THE TASK - Show all lines from the records below in which the string "ApplyConfig" is present.

EXTRACTED ENTRIES START

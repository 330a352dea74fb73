//! Control configuration - how plans are applied and how the simulated
//! network behaves.

use serde::{Deserialize, Serialize};

/// Plan application settings.
#[derive(Debug, Clone, Serialize, Deserialize)]
pub struct ApplyConfig {
    /// Clock domain addressed by clock source commands.
    /// Only single-domain devices are managed, so this is almost always 0.
    #[serde(default)]
    pub clock_domain_index: u16,

    /// Percent step between progress log lines.
    /// Default: 10
    #[serde(default = "ApplyConfig::default_progress_granularity")]
    pub progress_granularity: u8,
}

impl ApplyConfig {
    fn default_progress_granularity() -> u8 {
        10
    }
}

impl Default for ApplyConfig {
    fn default() -> Self {
        Self {
            clock_domain_index: 0,
            progress_granularity: Self::default_progress_granularity(),
        }
    }
}

/// Simulated network settings used by `metro apply`.
#[derive(Debug, Clone, Serialize, Deserialize, Default)]
pub struct SimulationConfig {
    /// Delay before each simulated command answers, in milliseconds.
    /// Zero answers inline.
    #[serde(default)]
    pub command_latency_ms: u64,

    /// Device ids (hex, e.g. "0x001B92FFFE000001") whose commands answer
    /// NotSupported.
    #[serde(default)]
    pub failing_devices: Vec<String>,
}

/// Control sections grouped together.
#[derive(Debug, Clone, Serialize, Deserialize, Default)]
pub struct ControlConfig {
    #[serde(default)]
    pub apply: ApplyConfig,

    #[serde(default)]
    pub simulation: SimulationConfig,
}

EXTRACTED ENTRIES END

SOLUTION TO THIS TASK -
pub struct ApplyConfig {
    #[serde(default = "ApplyConfig::default_progress_granularity")]
impl ApplyConfig {
impl Default for ApplyConfig {
    pub apply: ApplyConfig,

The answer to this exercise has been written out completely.